2.1.2. Concession de licences obligatoires et autres
limites 2.1.2.1. Les licences obligatoires
Il existe plusieurs sortes de licences forcées,
certaines remontent à une époque relativement lointaine et
d'autres plus récentes ; le premier type est celui de la licence
obligatoire pour défaut d'exploitation et un second type est
constitué par la licence d'office dans l'intérêt de la
santé publique. Celle qui nous intéresse ici, c'est le second
type de licence.
2.1.2.1.1. Les licences d'office dans
l'intérêt de la santé publique
Comme le prévoient la plupart des
réglementations nationales et l'accord ADIPIC précédemment
évoqué, une licence obligatoire peut être accordée
lorsque la protection par un brevet est contraire au bien commun.
Il y a délivrance de licence obligatoire lorsque les
pouvoirs publics autorisent un tiers à fabriquer le produit
breveté ou à utiliser le procédé breveté
sans le consentement du titulaire du brevet. Si la formule peut s'appliquer aux
brevets dans n'importe quel autre domaine, il faut noter que dans le
débat public actuel, ce sont habituellement les produits pharmaceutiques
qui sont visés. Cette autorisation des licences obligatoires s'inscrit
dans le cadre de la tentative de trouver un équilibre entre le souci de
promouvoir l'accès aux médicaments existants et la promotion de
la recherche et du développement de nouveaux médicaments.
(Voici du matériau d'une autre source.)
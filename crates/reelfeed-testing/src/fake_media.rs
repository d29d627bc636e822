//! Scriptable in-memory [`MediaHandle`].
//!
//! Clones share the same state, so a test keeps one clone to inspect and
//! script while the controller owns the boxed other.

use reelfeed_core::{MediaError, MediaHandle, PlayError, PlayRequest};
use std::cell::RefCell;
use std::future::Future;
use std::pin::Pin;
use std::rc::Rc;
use std::task::{Context, Poll};
use std::time::Duration;

/// How the next `play()` call resolves.
#[derive(Clone, Debug, PartialEq, Eq)]
pub enum PlayScript {
    /// Resolves successfully on first poll.
    Resolve,
    /// Rejects on first poll, e.g. blocked by autoplay policy.
    Reject(PlayError),
    /// Stays pending until [`FakeMedia::resolve_play`] is called.
    Defer,
}

/// One call the controller made on the handle.
#[derive(Clone, Copy, Debug, PartialEq, Eq)]
pub enum MediaCall {
    Play,
    Pause,
    SetMuted(bool),
}

type DeferredSlot = Rc<RefCell<Option<Result<(), PlayError>>>>;

#[derive(Debug)]
struct FakeMediaState {
    script: PlayScript,
    /// The element itself is running, as opposed to the coordinator's view.
    element_playing: bool,
    muted: Option<bool>,
    position: Duration,
    duration: Option<Duration>,
    deferred: Option<DeferredSlot>,
    calls: Vec<MediaCall>,
    fail_pause: bool,
}

#[derive(Clone, Debug)]
pub struct FakeMedia {
    state: Rc<RefCell<FakeMediaState>>,
}

impl Default for FakeMedia {
    fn default() -> Self {
        Self::new()
    }
}

impl FakeMedia {
    pub fn new() -> Self {
        Self::with_script(PlayScript::Resolve)
    }

    pub fn with_script(script: PlayScript) -> Self {
        Self {
            state: Rc::new(RefCell::new(FakeMediaState {
                script,
                element_playing: false,
                muted: None,
                position: Duration::ZERO,
                duration: Some(Duration::from_secs(15)),
                deferred: None,
                calls: Vec::new(),
                fail_pause: false,
            })),
        }
    }

    /// Boxed clone for [`reelfeed_core::FeedController::append_items`].
    pub fn boxed(&self) -> Box<dyn MediaHandle> {
        Box::new(self.clone())
    }

    pub fn set_script(&self, script: PlayScript) {
        self.state.borrow_mut().script = script;
    }

    /// Makes `pause()` report an error (the element is still stopped).
    pub fn set_fail_pause(&self, fail: bool) {
        self.state.borrow_mut().fail_pause = fail;
    }

    pub fn set_position(&self, position: Duration) {
        self.state.borrow_mut().position = position;
    }

    pub fn set_duration(&self, duration: Option<Duration>) {
        self.state.borrow_mut().duration = duration;
    }

    /// Settles the outstanding deferred play request. Returns `false` if
    /// there was none, e.g. because a pause aborted it.
    pub fn resolve_play(&self, result: Result<(), PlayError>) -> bool {
        let mut state = self.state.borrow_mut();
        let Some(slot) = state.deferred.take() else {
            return false;
        };
        if result.is_ok() {
            state.element_playing = true;
        }
        *slot.borrow_mut() = Some(result);
        true
    }

    pub fn has_deferred_play(&self) -> bool {
        self.state.borrow().deferred.is_some()
    }

    pub fn is_element_playing(&self) -> bool {
        self.state.borrow().element_playing
    }

    /// Last mute flag applied, `None` if never set.
    pub fn muted(&self) -> Option<bool> {
        self.state.borrow().muted
    }

    pub fn calls(&self) -> Vec<MediaCall> {
        self.state.borrow().calls.clone()
    }

    pub fn play_calls(&self) -> usize {
        self.count(MediaCall::Play)
    }

    pub fn pause_calls(&self) -> usize {
        self.count(MediaCall::Pause)
    }

    pub fn clear_calls(&self) {
        self.state.borrow_mut().calls.clear();
    }

    fn count(&self, call: MediaCall) -> usize {
        self.state
            .borrow()
            .calls
            .iter()
            .filter(|recorded| **recorded == call)
            .count()
    }
}

impl MediaHandle for FakeMedia {
    fn play(&mut self) -> PlayRequest {
        let mut state = self.state.borrow_mut();
        state.calls.push(MediaCall::Play);
        match state.script.clone() {
            PlayScript::Resolve => {
                state.element_playing = true;
                Box::pin(std::future::ready(Ok(())))
            }
            PlayScript::Reject(error) => Box::pin(std::future::ready(Err(error))),
            PlayScript::Defer => {
                let slot: DeferredSlot = Rc::new(RefCell::new(None));
                state.deferred = Some(slot.clone());
                Box::pin(DeferredPlay { slot })
            }
        }
    }

    fn pause(&mut self) -> Result<(), MediaError> {
        let mut state = self.state.borrow_mut();
        state.calls.push(MediaCall::Pause);
        state.element_playing = false;
        // Pausing aborts an in-flight play request.
        state.deferred = None;
        if state.fail_pause {
            return Err(MediaError::Failed("pause refused".into()));
        }
        Ok(())
    }

    fn set_muted(&mut self, muted: bool) -> Result<(), MediaError> {
        let mut state = self.state.borrow_mut();
        state.calls.push(MediaCall::SetMuted(muted));
        state.muted = Some(muted);
        Ok(())
    }

    fn position(&self) -> Duration {
        self.state.borrow().position
    }

    fn duration(&self) -> Option<Duration> {
        self.state.borrow().duration
    }
}

struct DeferredPlay {
    slot: DeferredSlot,
}

impl Future for DeferredPlay {
    type Output = Result<(), PlayError>;

    fn poll(self: Pin<&mut Self>, _cx: &mut Context<'_>) -> Poll<Self::Output> {
        match self.slot.borrow_mut().take() {
            Some(result) => Poll::Ready(result),
            None => Poll::Pending,
        }
    }
}
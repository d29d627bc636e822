//! Session-local liked/saved/following flags.
//!
//! Only explicit toggles mutate the store; nothing is derived, reset or
//! persisted. It lives as long as the feed session.

use crate::item::ItemId;
use rustc_hash::FxHashMap;

#[derive(Clone, Copy, Debug, Default, PartialEq, Eq, Hash)]
pub struct Engagement {
    pub liked: bool,
    pub saved: bool,
    pub following: bool,
}

#[derive(Clone, Debug, Default)]
pub struct EngagementStore {
    entries: FxHashMap<ItemId, Engagement>,
}

impl EngagementStore {
    pub fn new() -> Self {
        Self::default()
    }

    /// Flags for `id`; all false when the item was never touched.
    pub fn get(&self, id: &ItemId) -> Engagement {
        self.entries.get(id).copied().unwrap_or_default()
    }

    /// Flips `liked` and returns the new value.
    pub fn toggle_like(&mut self, id: &ItemId) -> bool {
        let entry = self.entry(id);
        entry.liked = !entry.liked;
        entry.liked
    }

    /// Forces `liked`. Returns `true` if the value changed.
    pub fn set_liked(&mut self, id: &ItemId, liked: bool) -> bool {
        let entry = self.entry(id);
        let changed = entry.liked != liked;
        entry.liked = liked;
        changed
    }

    pub fn toggle_save(&mut self, id: &ItemId) -> bool {
        let entry = self.entry(id);
        entry.saved = !entry.saved;
        entry.saved
    }

    pub fn toggle_follow(&mut self, id: &ItemId) -> bool {
        let entry = self.entry(id);
        entry.following = !entry.following;
        entry.following
    }

    pub fn iter(&self) -> impl Iterator<Item = (&ItemId, &Engagement)> {
        self.entries.iter()
    }

    fn entry(&mut self, id: &ItemId) -> &mut Engagement {
        self.entries.entry(id.clone()).or_default()
    }
}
En effet, l'expression "licences obligatoires" ne figure pas
dans l'Accord sur les ADPIC. Cette pratique relève des "autres
utilisations sans autorisation du détenteur du droit" (article 31), dont
les licences obligatoires ne constituent qu'une partie, puisque les "autres
utilisations" comprennent aussi l'utilisation par les pouvoirs publics à
leurs propres fins. Dans le débat public actuel, les licences
obligatoires sont généralement associées aux produits
pharmaceutiques, mais elles peuvent s'appliquer aux brevets dans tout
domaine.
L'Accord sur les ADPIC ne limite pas les raisons pour
lesquelles les pouvoirs publics peuvent concéder des licences
obligatoires. Toutefois, la concession de licences obligatoires ou
l'utilisation par les pouvoirs publics d'un brevet sans autorisation du
détenteur du droit ne peuvent avoir lieu que si plusieurs conditions
destinées à protéger les intérêts
légitimes du titulaire du brevet sont remplies. L'article 31
énumère un certain nombre de ces conditions. Par exemple, la
personne ou la société qui demande une licence doit avoir
essayé en vain d'obtenir une licence volontaire du détenteur du
droit à des conditions commerciales raisonnables. Toutefois, lorsqu'il
s'agit de situations d'"urgence nationale", d'"autres circonstances
d'extrême urgence" ou d'"utilisation publique à des fins non
commerciales" ou qu'il faut remédier à des pratiques
anticoncurrentielles, il n'est pas nécessaire d'essayer d'obtenir une
licence volontaire. Si une licence obligatoire est délivrée, le
détenteur du droit doit quand même recevoir une
rémunération adéquate, compte tenu de la valeur
économique de l'autorisation (article 31 h).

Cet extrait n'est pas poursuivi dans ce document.